L’Algérie accueille depuis cette semaine la 3e édition de l’Intra-African Trade Fair (IATF-2025) au Palais des Expositions d’Alger. Selon El Watan, plus de 1 500 entreprises africaines et internationales y participent, avec une forte représentation des secteurs de la production et des services. Cet événement, qui s’étend jusqu’au 10 septembre, met en lumière des opportunités concrètes pour les jeunes Algériens, notamment dans les filières technologiques et industrielles.
Un salon tourné vers l’innovation et l’emploi
Les organisateurs ont également mis en place un espace « Job Connect », où des entreprises comme Sonelgaz, Cevital et Condor proposent des offres d’emploi ciblées.
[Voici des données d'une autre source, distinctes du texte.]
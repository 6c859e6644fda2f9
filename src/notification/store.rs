//! 通知存储 - 会话内的通知列表与未读计数
//!
//! 纯内存数据结构，不做 I/O。只有 Reconciler 持有可变引用。

use std::collections::{BTreeMap, BTreeSet};

use tracing::debug;

use super::model::{Notification, NotificationId};

/// 默认保留条数
pub const DEFAULT_RETENTION: usize = 200;

/// 单条 upsert 的结果
#[derive(Debug, Clone, Copy, PartialEq, Eq)]
pub enum UpsertOutcome {
    /// 新插入
    Inserted,
    /// 已存在，字段有变化
    Updated,
    /// 已存在，无变化
    Unchanged,
}

/// 一次列表拉取是否为完整快照
#[derive(Debug, Clone, Copy, PartialEq, Eq)]
pub enum Completeness {
    /// 服务端全部通知
    Complete,
    /// 有界分页，未读计数交给独立计数源
    Partial,
}

/// 通知存储
#[derive(Debug, Clone)]
pub struct NotificationStore {
    /// id -> 通知，按 id 升序
    items: BTreeMap<NotificationId, Notification>,
    /// 独立维护的未读计数
    unread_count: u64,
    /// 保留上限
    retention: usize,
    /// 当前 items 是否为服务端完整视图
    complete: bool,
    /// 被淘汰过的 id，最多保留 `retention` 个
    evicted: BTreeSet<NotificationId>,
    /// 不再单独记录的淘汰 id 上界（含）
    evicted_floor: Option<NotificationId>,
}

impl NotificationStore {
    /// 创建空存储，使用默认保留上限
    pub fn new() -> Self {
        Self::with_retention(DEFAULT_RETENTION)
    }

    /// 创建带自定义保留上限的存储
    pub fn with_retention(retention: usize) -> Self {
        Self {
            items: BTreeMap::new(),
            unread_count: 0,
            retention: retention.max(1),
            complete: false,
            evicted: BTreeSet::new(),
            evicted_floor: None,
        }
    }

    /// 插入或合并一条通知
    ///
    /// 已读状态取两者中“更多信息”的一方：本地已读则保持已读。
    /// 其余字段以服务端为准。未读计数不在此处调整。
    pub fn upsert(&mut self, incoming: Notification) -> UpsertOutcome {
        match self.items.get_mut(&incoming.id) {
            None => {
                self.evicted.remove(&incoming.id);
                self.items.insert(incoming.id, incoming);
                UpsertOutcome::Inserted
            }
            Some(existing) => {
                let mut merged = incoming;
                merged.is_read = merged.is_read || existing.is_read;
                if *existing == merged {
                    UpsertOutcome::Unchanged
                } else {
                    *existing = merged;
                    UpsertOutcome::Updated
                }
            }
        }
    }

    /// 批量合并列表拉取结果
    ///
    /// 完整快照会重新计算未读计数；有界分页保持计数不变，视图不再完整，
    /// 且不会重新插入已淘汰的条目。
    pub fn upsert_many(&mut self, list: Vec<Notification>, completeness: Completeness) {
        let total = list.len();
        let mut inserted = 0;
        for notification in list {
            if completeness == Completeness::Partial && self.was_evicted(notification.id) {
                continue;
            }
            if self.upsert(notification) == UpsertOutcome::Inserted {
                inserted += 1;
            }
        }

        match completeness {
            Completeness::Complete => {
                self.complete = true;
                self.recompute_unread();
            }
            Completeness::Partial => self.complete = false,
        }

        debug!(total, inserted, ?completeness, "Merged notification list");
    }

    /// 按 items 重新计算未读计数
    pub fn recompute_unread(&mut self) {
        self.unread_count = self.count_unread_items() as u64;
    }

    /// 设置未读计数，负数截为 0；完整视图下不超过条目数
    pub fn set_unread_count(&mut self, n: i64) {
        let mut count = n.max(0) as u64;
        if self.complete {
            count = count.min(self.items.len() as u64);
        }
        self.unread_count = count;
    }

    /// 未读计数加一（推送新通知）
    pub fn increment_unread(&mut self) {
        self.unread_count = self.unread_count.saturating_add(1);
    }

    /// 标记单条已读
    ///
    /// 仅当存在且当前未读时生效，返回是否有变化。
    pub fn mark_read(&mut self, id: NotificationId) -> bool {
        match self.items.get_mut(&id) {
            Some(n) if !n.is_read => {
                n.is_read = true;
                self.unread_count = self.unread_count.saturating_sub(1);
                true
            }
            _ => false,
        }
    }

    /// 全部标记已读
    pub fn mark_all_read(&mut self) {
        for n in self.items.values_mut() {
            n.is_read = true;
        }
        self.unread_count = 0;
    }

    /// 超出保留上限时淘汰最旧的条目，已读优先
    ///
    /// 返回淘汰数量。若不得不淘汰未读条目，视图不再完整。
    pub fn evict_overflow(&mut self) -> usize {
        let overflow = self.items.len().saturating_sub(self.retention);
        if overflow == 0 {
            return 0;
        }

        let mut victims: Vec<NotificationId> = self
            .items
            .values()
            .filter(|n| n.is_read)
            .map(|n| n.id)
            .take(overflow)
            .collect();

        if victims.len() < overflow {
            let remaining = overflow - victims.len();
            victims.extend(
                self.items
                    .values()
                    .filter(|n| !n.is_read)
                    .map(|n| n.id)
                    .take(remaining),
            );
            self.complete = false;
        }

        for id in &victims {
            self.items.remove(id);
            self.remember_evicted(*id);
        }

        debug!(evicted = victims.len(), retained = self.items.len(), "Evicted overflow notifications");
        victims.len()
    }

    fn remember_evicted(&mut self, id: NotificationId) {
        self.evicted.insert(id);
        while self.evicted.len() > self.retention {
            let Some(oldest) = self.evicted.pop_first() else {
                break;
            };
            self.evicted_floor = Some(self.evicted_floor.map_or(oldest, |floor| floor.max(oldest)));
        }
    }

    /// 该 id 曾被淘汰且当前不在存储中
    ///
    /// 超出记录上限的淘汰按 id 上界判断，id 单调递增，上界以下不会出现新通知。
    pub fn was_evicted(&self, id: NotificationId) -> bool {
        if self.items.contains_key(&id) {
            return false;
        }
        self.evicted.contains(&id) || self.evicted_floor.is_some_and(|floor| id <= floor)
    }

    pub fn get(&self, id: NotificationId) -> Option<&Notification> {
        self.items.get(&id)
    }

    pub fn contains(&self, id: NotificationId) -> bool {
        self.items.contains_key(&id)
    }

    pub fn len(&self) -> usize {
        self.items.len()
    }

    pub fn is_empty(&self) -> bool {
        self.items.is_empty()
    }

    pub fn unread_count(&self) -> u64 {
        self.unread_count
    }

    pub fn is_complete(&self) -> bool {
        self.complete
    }

    pub fn retention(&self) -> usize {
        self.retention
    }

    /// items 中未读条目数
    pub fn count_unread_items(&self) -> usize {
        self.items.values().filter(|n| !n.is_read).count()
    }

    /// 按最新在前返回全部通知
    pub fn items_newest_first(&self) -> Vec<Notification> {
        self.items.values().rev().cloned().collect()
    }
}

impl Default for NotificationStore {
    fn default() -> Self {
        Self::new()
    }
}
Selon les chiffres communiqués par l’Agence Nationale de Promotion de l’Emploi (ANEM), plus de 3 000 postes sont à pourvoir, principalement dans les domaines de l’ingénierie, de la logistique et du numérique. « Nous cherchons des profils qualifiés, mais aussi des jeunes motivés pour des formations en alternance », a expliqué un responsable de Sonatrach présent sur place.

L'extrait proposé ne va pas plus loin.